Denver, Colo. – The pandemic has presented unprecedented challenges for hospice and palliative care patients and their families.

If there is any good at all to come out of the COVID-19 pandemic for hospices, our patients and their families, it is the push to make promising ideas on the horizon arrive even faster to support comforting care in new ways.

Health care experts have said this life-changing pandemic has accelerated the use and acceptance of telehealth by three years — all in just a matter of months.

We firmly believe hospices and palliative care providers can benefit from telehealth in many of the same ways as hospitals and physician offices.

You may have heard about some of the now-common uses of telehealth: A teenager or a working parent at home with minor symptoms talks to their doctor over the video camera on their computer. Or an elderly patient uses a home blood pressure monitor tracked remotely by their provider to avoid another trip to the hospital.

With so much of our world off limits because of the pandemic, the Affiliates within the Care Synergy family are employing these versatile and adaptable qualities of telehealth to help families stay in touch and patients stay as comfortable and connected as possible during these most trying times.

Care Synergy’s affiliates — the Colorado Visiting Nurse Association, The Denver Hospice, Pathways, and Pikes Peak Hospice & Palliative Care — have many patients who want to stay at home and strictly limit contact with the outside world right now. We of course respect their wishes and are working extra hard to accommodate them, while providing continuity of care.

Meanwhile, we are taking extra steps to limit exposure for our caregivers, who are often in contact with multiple patients over the course of their week.

We partner with Healthcare Recovery Solutions to offer remote patient monitoring to homecare patients. Devices in their home monitor blood pressure, diabetes blood checks, and other vital signs or conditions — and are connected to our caregivers and providers.

We are also using a HIPAA-compliant app from Doxy.me to provide face-to-face remote contact with our caregivers using any smart phone or tablet preferred by the patient. The app allows our patients and caregivers to keep a close connection even more frequently than before the pandemic.

The same technology is being used to provide care at skilled nursing facilities and assisted living centers, where many of our patients live. These facilities have had to, understandably, restrict outside contact, often even from family members.

Yet life-limiting illness is hard enough without the added challenge of isolation. Virtual connections can help.

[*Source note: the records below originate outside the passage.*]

//! Great-circle distance and per-flight cost derivation.
//!
//! Everything here is a pure function of airport coordinates and fees. The
//! graph builder calls [`CostModel::derive_edge_metrics`] once per ordered
//! airport pair.

use serde::{Deserialize, Serialize};

use crate::airport::Airport;
use crate::error::{Error, Result};

/// Mean Earth radius used by the haversine formula, in statute miles.
pub const EARTH_RADIUS_MILES: f64 = 3959.0;

/// Fuel cost charged per flown mile, in currency units.
pub const DEFAULT_FUEL_COST_PER_MILE: f64 = 0.8;

/// Average cruise speed used to estimate flight time, in miles per hour.
pub const DEFAULT_CRUISE_SPEED_MPH: f64 = 500.0;

/// Orthodromic distance in miles between two points given in decimal degrees.
///
/// Symmetric in its endpoints; identical coordinates yield `0.0`. Callers are
/// responsible for passing sensible latitude/longitude ranges.
pub fn great_circle_distance(lat1: f64, lng1: f64, lat2: f64, lng2: f64) -> f64 {
    let d_lat = (lat2 - lat1).to_radians();
    let d_lng = (lng2 - lng1).to_radians();

    let a = (d_lat / 2.0).sin().powi(2)
        + lat1.to_radians().cos() * lat2.to_radians().cos() * (d_lng / 2.0).sin().powi(2);
    // Rounding can push `a` marginally outside [0, 1] for near-antipodal points.
    let a = a.clamp(0.0, 1.0);
    let c = 2.0 * a.sqrt().atan2((1.0 - a).sqrt());

    EARTH_RADIUS_MILES * c
}

/// Full-precision attributes of a directed flight between two airports.
#[derive(Debug, Clone, Copy, PartialEq, Serialize, Deserialize)]
pub struct EdgeMetrics {
    /// Great-circle distance in miles.
    pub distance: f64,
    /// Fuel cost for the distance flown.
    pub fuel_cost: f64,
    /// Fuel cost plus the fees of both endpoints.
    pub total_cost: f64,
    /// Estimated flight time in hours.
    pub flight_time: f64,
}

/// Constants used to turn a distance into a cost and a duration.
#[derive(Debug, Clone, Copy, PartialEq, Serialize, Deserialize)]
pub struct CostModel {
    pub fuel_cost_per_mile: f64,
    pub cruise_speed_mph: f64,
}

impl Default for CostModel {
    fn default() -> Self {
        Self {
            fuel_cost_per_mile: DEFAULT_FUEL_COST_PER_MILE,
            cruise_speed_mph: DEFAULT_CRUISE_SPEED_MPH,
        }
    }
}

impl CostModel {
    /// Create a validated cost model.
    ///
    /// The fuel rate must be finite and non-negative and the cruise speed
    /// finite and strictly positive, so every derived edge weight stays
    /// non-negative.
    pub fn new(fuel_cost_per_mile: f64, cruise_speed_mph: f64) -> Result<Self> {
        if !fuel_cost_per_mile.is_finite() || fuel_cost_per_mile < 0.0 {
            return Err(Error::InvalidCostModel {
                message: format!(
                    "fuel cost per mile must be a non-negative number, got {fuel_cost_per_mile}"
                ),
            });
        }
        if !cruise_speed_mph.is_finite() || cruise_speed_mph <= 0.0 {
            return Err(Error::InvalidCostModel {
                message: format!("cruise speed must be a positive number, got {cruise_speed_mph}"),
            });
        }
        Ok(Self {
            fuel_cost_per_mile,
            cruise_speed_mph,
        })
    }

    /// Derive distance, cost and time for a flight from `origin` to `destination`.
    pub fn derive_edge_metrics(&self, origin: &Airport, destination: &Airport) -> EdgeMetrics {
        let distance = great_circle_distance(
            origin.latitude,
            origin.longitude,
            destination.latitude,
            destination.longitude,
        );
        let fuel_cost = distance * self.fuel_cost_per_mile;

        EdgeMetrics {
            distance,
            fuel_cost,
            total_cost: fuel_cost + origin.fee + destination.fee,
            flight_time: distance / self.cruise_speed_mph,
        }
    }
}

/// Derive edge metrics using the default cost model.
pub fn derive_edge_metrics(origin: &Airport, destination: &Airport) -> EdgeMetrics {
    CostModel::default().derive_edge_metrics(origin, destination)
}
use std::path::PathBuf;

use anyhow::Result;
use clap::{Parser, Subcommand};
use tracing_subscriber::{EnvFilter, FmtSubscriber};

use skyroute_cli::commands::airports::handle_list_airports;
use skyroute_cli::commands::route::{handle_route_command, RouteCommandArgs};
use skyroute_cli::output::OutputFormat;
use skyroute_lib::RouteMetric;

#[derive(Parser, Debug)]
#[command(author, version, about = "Flight route optimizer over a fixed airport network")]
struct Cli {
    /// Airport dataset (JSON or CSV). Falls back to SKYROUTE_AIRPORTS, then the
    /// built-in sample network.
    #[arg(long, global = true, value_name = "PATH")]
    airports: Option<PathBuf>,

    /// Output format.
    #[arg(long, global = true, value_enum, default_value_t = OutputFormat::Text)]
    format: OutputFormat,

    #[command(subcommand)]
    command: Command,
}

#[derive(Subcommand, Debug)]
enum Command {
    /// List the airports in the loaded network.
    Airports,
    /// Find the optimal route between two airport codes.
    Route {
        /// Origin airport code.
        #[arg(long = "from")]
        from: String,
        /// Destination airport code.
        #[arg(long = "to")]
        to: String,
        /// Weight to minimize: cost, distance or time.
        #[arg(long, default_value_t = RouteMetric::Cost)]
        metric: RouteMetric,
    },
}

fn main() -> Result<()> {
    init_tracing();
    let cli = Cli::parse();
    let airports = cli.airports.as_deref();

    match cli.command {
        Command::Airports => handle_list_airports(airports, cli.format),
        Command::Route { from, to, metric } => {
            let args = RouteCommandArgs { from, to, metric };
            handle_route_command(&args, airports, cli.format)
        }
    }
}

fn init_tracing() {
    let env_filter = EnvFilter::try_from_default_env().unwrap_or_else(|_| EnvFilter::new("warn"));
    let subscriber = FmtSubscriber::builder()
        .with_env_filter(env_filter)
        .with_writer(std::io::stderr)
        .finish();

    let _ = tracing::subscriber::set_global_default(subscriber);
}
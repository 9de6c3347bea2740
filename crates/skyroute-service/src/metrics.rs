//! Prometheus metrics for the SkyRoute service.
//!
//! This module provides:
//! - [`MetricsConfig`]: Configuration for the metrics system
//! - [`init_metrics`]: Install the Prometheus recorder
//! - [`metrics_handler`]: Axum handler for `/metrics`
//! - Business metric helpers for route optimization

use metrics_exporter_prometheus::{PrometheusBuilder, PrometheusHandle};
use once_cell::sync::OnceCell;
use serde::{Deserialize, Serialize};
use thiserror::Error;

static PROMETHEUS_HANDLE: OnceCell<PrometheusHandle> = OnceCell::new();

#[derive(Debug, Clone, Serialize, Deserialize)]
pub struct MetricsConfig {
    pub enabled: bool,
    /// Path for the metrics endpoint (e.g., "/metrics").
    pub path: String,
}

impl Default for MetricsConfig {
    fn default() -> Self {
        Self {
            enabled: true,
            path: "/metrics".to_string(),
        }
    }
}

impl MetricsConfig {
    /// Create configuration from environment variables.
    ///
    /// - `METRICS_ENABLED`: "false" disables collection (default: true)
    /// - `METRICS_PATH`: Path for metrics endpoint (default: "/metrics")
    pub fn from_env() -> Self {
        let enabled = std::env::var("METRICS_ENABLED")
            .map(|v| !v.trim().eq_ignore_ascii_case("false"))
            .unwrap_or(true);

        let path = std::env::var("METRICS_PATH").unwrap_or_else(|_| "/metrics".to_string());

        Self { enabled, path }
    }
}

/// Errors that can occur during metrics initialization.
#[derive(Debug, Clone, Error)]
pub enum MetricsError {
    #[error("metrics are disabled")]
    Disabled,
    #[error("metrics recorder already initialized")]
    AlreadyInitialized,
    #[error("failed to install metrics recorder: {0}")]
    InstallFailed(String),
}

/// Install the global Prometheus recorder.
///
/// Must run once before any metric is recorded; later calls fail.
pub fn init_metrics(config: &MetricsConfig) -> Result<(), MetricsError> {
    if !config.enabled {
        return Err(MetricsError::Disabled);
    }
    if PROMETHEUS_HANDLE.get().is_some() {
        return Err(MetricsError::AlreadyInitialized);
    }

    let handle = PrometheusBuilder::new()
        .install_recorder()
        .map_err(|e| MetricsError::InstallFailed(e.to_string()))?;

    PROMETHEUS_HANDLE
        .set(handle)
        .map_err(|_| MetricsError::AlreadyInitialized)
}

/// The Prometheus handle, or `None` before [`init_metrics`].
pub fn prometheus_handle() -> Option<&'static PrometheusHandle> {
    PROMETHEUS_HANDLE.get()
}

/// Axum handler for the `/metrics` endpoint in Prometheus exposition format.
pub async fn metrics_handler() -> String {
    PROMETHEUS_HANDLE
        .get()
        .map(|h| h.render())
        .unwrap_or_else(|| "# Metrics not initialized\n".to_string())
}

/// Increment `skyroute_routes_optimized_total`.
pub fn record_route_optimized(metric: &str) {
    metrics::counter!(
        "skyroute_routes_optimized_total",
        "metric" => metric.to_string()
    )
    .increment(1);
}

/// Increment `skyroute_routes_failed_total`.
///
/// * `reason` - e.g. "unknown_airport", "no_path", "validation_error"
pub fn record_route_failed(reason: &str) {
    metrics::counter!(
        "skyroute_routes_failed_total",
        "reason" => reason.to_string()
    )
    .increment(1);
}

/// Record intermediate stops of a successful route to `skyroute_route_stops`.
pub fn record_route_stops(stops: usize, metric: &str) {
    metrics::histogram!(
        "skyroute_route_stops",
        "metric" => metric.to_string()
    )
    .record(stops as f64);
}

/// Increment `skyroute_airports_listed_total`.
pub fn record_airports_listed() {
    metrics::counter!("skyroute_airports_listed_total").increment(1);
}

#[cfg(test)]
mod tests {
    use super::*;

    #[test]
    fn test_metrics_config_default() {
        let config = MetricsConfig::default();
        assert!(config.enabled);
        assert_eq!(config.path, "/metrics");
    }

    #[test]
    fn test_disabled_metrics_do_not_install() {
        let config = MetricsConfig {
            enabled: false,
            ..MetricsConfig::default()
        };
        assert!(matches!(init_metrics(&config), Err(MetricsError::Disabled)));
    }

    #[test]
    fn test_metrics_error_display() {
        assert_eq!(MetricsError::Disabled.to_string(), "metrics are disabled");
        assert_eq!(
            MetricsError::InstallFailed("boom".into()).to_string(),
            "failed to install metrics recorder: boom"
        );
    }

    #[test]
    fn test_recording_without_recorder_is_noop() {
        record_route_optimized("cost");
        record_route_failed("no_path");
        record_route_stops(2, "time");
        record_airports_listed();
    }
}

Many of our patients in facilities have their own smartphone or tablet, and many others can borrow one from their facility.

When we are allowed inside to see our patients, we can sit with them and help them set up the app. They can then be in touch with their families, friends or providers, communicating (virtually) face to face.

The holidays are upon us, making these connections seem more vital than ever. When nursing homes and assisted living centers collaborate with us to embrace telehealth innovations, our patients and their families see the benefits immediately.

Telehealth may have arrived in our part of the health care world a little sooner than expected. But we’re convinced it’s here to stay, and patients will benefit over the near and long term from these advances.

Tricia Ford is vice president of operations for the not-for-profit Care Synergy.network, which includes the Colorado Visiting Nurse Association, The Denver Hospice, Pathways, and Pikes Peak Hospice & Palliative Care.